The main advantage of adding default_extra or default_environment would be that it’s 100% backward compatible. We don’t change anything to already present public APIs. If you don’t use the feature, absolutely nothing will change.

And hopefully the change shall be very minor. When we read if the user asked for any extra we can say:

  • if None: read the default field (set to None by default)
  • else use what the user specified

@pf_moore @dustin @uranusjr any opinion ?

Well, I do like to keep things simple, and I don’t like overkill :slight_smile:

Basically, my view is that project developers (and I include myself) have a strong tendency to assume that “their” complexity is essential and unavoidable, and tools must clearly support their use case. However, Python packaging is struggling under the weight of the complexity we’ve accumulated over many years, and I strongly believe that what we need is simplification, not further complexity. We should be spending time looking at our core concepts and models, and considering how to make them simpler, better defined, and more manageable and composable, and not just loading more and more features on an ill-defined and adhoc base.

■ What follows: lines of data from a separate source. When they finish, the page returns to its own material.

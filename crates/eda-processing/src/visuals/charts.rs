//! Chart data builders.
//!
//! Each builder works on already cleaned values and returns plain,
//! serializable data for a plotting layer.

use serde::{Deserialize, Serialize};
use std::collections::BTreeMap;

use crate::profiler::statistics::{self, IqrBounds};

/// Histogram bin with an inclusive start and exclusive end (the last bin
/// also includes its end).
#[derive(Debug, Clone, PartialEq, Serialize, Deserialize)]
pub struct HistogramBin {
    pub start: f64,
    pub end: f64,
    pub count: usize,
}

#[derive(Debug, Clone, PartialEq, Serialize, Deserialize)]
pub struct Histogram {
    pub column: String,
    pub bins: Vec<HistogramBin>,
}

/// Box plot summary values for numeric columns.
#[derive(Debug, Clone, PartialEq, Serialize, Deserialize)]
pub struct BoxPlotSummary {
    pub min: f64,
    pub q1: f64,
    pub median: f64,
    pub q3: f64,
    pub max: f64,
    /// Smallest value not below `Q1 - 1.5*IQR`.
    pub lower_whisker: f64,
    /// Largest value not above `Q3 + 1.5*IQR`.
    pub upper_whisker: f64,
    /// Values beyond the whiskers, ascending.
    pub fliers: Vec<f64>,
}

#[derive(Debug, Clone, PartialEq, Serialize, Deserialize)]
pub struct BoxPlot {
    pub column: String,
    pub summary: BoxPlotSummary,
}

/// Pearson correlation heatmap. `None` marks an undefined coefficient.
#[derive(Debug, Clone, PartialEq, Serialize, Deserialize)]
pub struct CorrelationMatrix {
    pub labels: Vec<String>,
    pub values: Vec<Vec<Option<f64>>>,
}

impl CorrelationMatrix {
    pub fn get(&self, x: &str, y: &str) -> Option<f64> {
        let i = self.labels.iter().position(|l| l == x)?;
        let j = self.labels.iter().position(|l| l == y)?;
        self.values[i][j]
    }
}

/// Simple category count entry.
#[derive(Debug, Clone, PartialEq, Serialize, Deserialize)]
pub struct CategoryCount {
    pub value: String,
    pub count: usize,
}

#[derive(Debug, Clone, PartialEq, Serialize, Deserialize)]
pub struct BarChart {
    pub column: String,
    pub counts: Vec<CategoryCount>,
}

#[derive(Debug, Clone, PartialEq, Serialize, Deserialize)]
pub struct BoxGroup {
    pub group: String,
    pub summary: BoxPlotSummary,
}

/// Distribution of a numeric column split by the labels of a categorical
/// column.
#[derive(Debug, Clone, PartialEq, Serialize, Deserialize)]
pub struct GroupedBoxPlot {
    pub numeric_column: String,
    pub group_column: String,
    pub groups: Vec<BoxGroup>,
}

/// Equal-width bins over `[min, max]`.
///
/// A constant column is binned over `[v - 0.5, v + 0.5]`.
pub fn build_histogram(values: &[f64], bins: usize) -> Vec<HistogramBin> {
    if values.is_empty() || bins == 0 {
        return Vec::new();
    }

    let sorted = statistics::sorted(values);
    let mut min = sorted[0];
    let mut max = sorted[sorted.len() - 1];
    if max == min {
        min -= 0.5;
        max += 0.5;
    }

    let width = (max - min) / bins as f64;
    let mut counts = vec![0usize; bins];

    for value in &sorted {
        let mut index = ((value - min) / width) as usize;
        if index >= bins {
            index = bins - 1;
        }
        counts[index] += 1;
    }

    counts
        .into_iter()
        .enumerate()
        .map(|(idx, count)| HistogramBin {
            start: min + idx as f64 * width,
            end: if idx + 1 == bins {
                max
            } else {
                min + (idx as f64 + 1.0) * width
            },
            count,
        })
        .collect()
}

/// Five-number summary with 1.5·IQR whiskers.
pub fn build_box_plot(values: &[f64]) -> Option<BoxPlotSummary> {
    let sorted = statistics::sorted(values);
    let bounds = IqrBounds::from_sorted(&sorted, 1.5)?;
    let median = statistics::quantile_sorted(&sorted, 0.5)?;

    let inside: Vec<f64> = sorted.iter().copied().filter(|v| bounds.contains(*v)).collect();
    let fliers: Vec<f64> = sorted.iter().copied().filter(|v| !bounds.contains(*v)).collect();

    Some(BoxPlotSummary {
        min: sorted[0],
        q1: bounds.q1,
        median,
        q3: bounds.q3,
        max: sorted[sorted.len() - 1],
        // quartiles always lie inside the fences
        lower_whisker: inside.first().copied().unwrap_or(bounds.q1),
        upper_whisker: inside.last().copied().unwrap_or(bounds.q3),
        fliers,
    })
}

/// Pairwise Pearson correlations over rows where both values are present.
pub fn build_correlation_matrix(columns: &[(&str, &[Option<f64>])]) -> CorrelationMatrix {
    let size = columns.len();
    let mut values = vec![vec![None; size]; size];

    for i in 0..size {
        for j in i..size {
            let (x, y): (Vec<f64>, Vec<f64>) = columns[i]
                .1
                .iter()
                .zip(columns[j].1.iter())
                .filter_map(|(a, b)| Some(((*a)?, (*b)?)))
                .unzip();

            let estimate = statistics::pearson(&x, &y);
            values[i][j] = estimate;
            values[j][i] = estimate;
        }
    }

    CorrelationMatrix {
        labels: columns.iter().map(|(name, _)| name.to_string()).collect(),
        values,
    }
}

/// Value counts, most frequent first.
pub fn build_bar_chart(column: &str, values: &[Option<String>]) -> BarChart {
    let counts = statistics::value_counts(values.iter().flatten().map(String::as_str))
        .into_iter()
        .map(|(value, count)| CategoryCount {
            value: value.to_string(),
            count,
        })
        .collect();

    BarChart {
        column: column.to_string(),
        counts,
    }
}

/// One box plot per group label, groups in label order. Rows missing
/// either value are skipped.
pub fn build_grouped_box_plot(
    numeric_column: &str,
    values: &[Option<f64>],
    group_column: &str,
    labels: &[Option<String>],
) -> GroupedBoxPlot {
    let mut grouped: BTreeMap<&str, Vec<f64>> = BTreeMap::new();
    for (value, label) in values.iter().zip(labels) {
        if let (Some(value), Some(label)) = (value, label) {
            grouped.entry(label.as_str()).or_default().push(*value);
        }
    }

    let groups = grouped
        .into_iter()
        .filter_map(|(group, values)| {
            build_box_plot(&values).map(|summary| BoxGroup {
                group: group.to_string(),
                summary,
            })
        })
        .collect();

    GroupedBoxPlot {
        numeric_column: numeric_column.to_string(),
        group_column: group_column.to_string(),
        groups,
    }
}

This is not to say that we can’t support additional use cases, or that we can’t grow, but we should do so by looking at our underlying model and questioning whether it really supports the needs of today’s community. That’s why I think we should be considering whether we "need something that’s conceptually slightly different than extras”, as I mentioned above. And it’s why I think that @steve.dower’s question, why can’t you ship two projects, is important here. Is it not possible that what you really need is for the tools and ecosystem to make it so that handling two projects is more manageable, rather than trying to “fix”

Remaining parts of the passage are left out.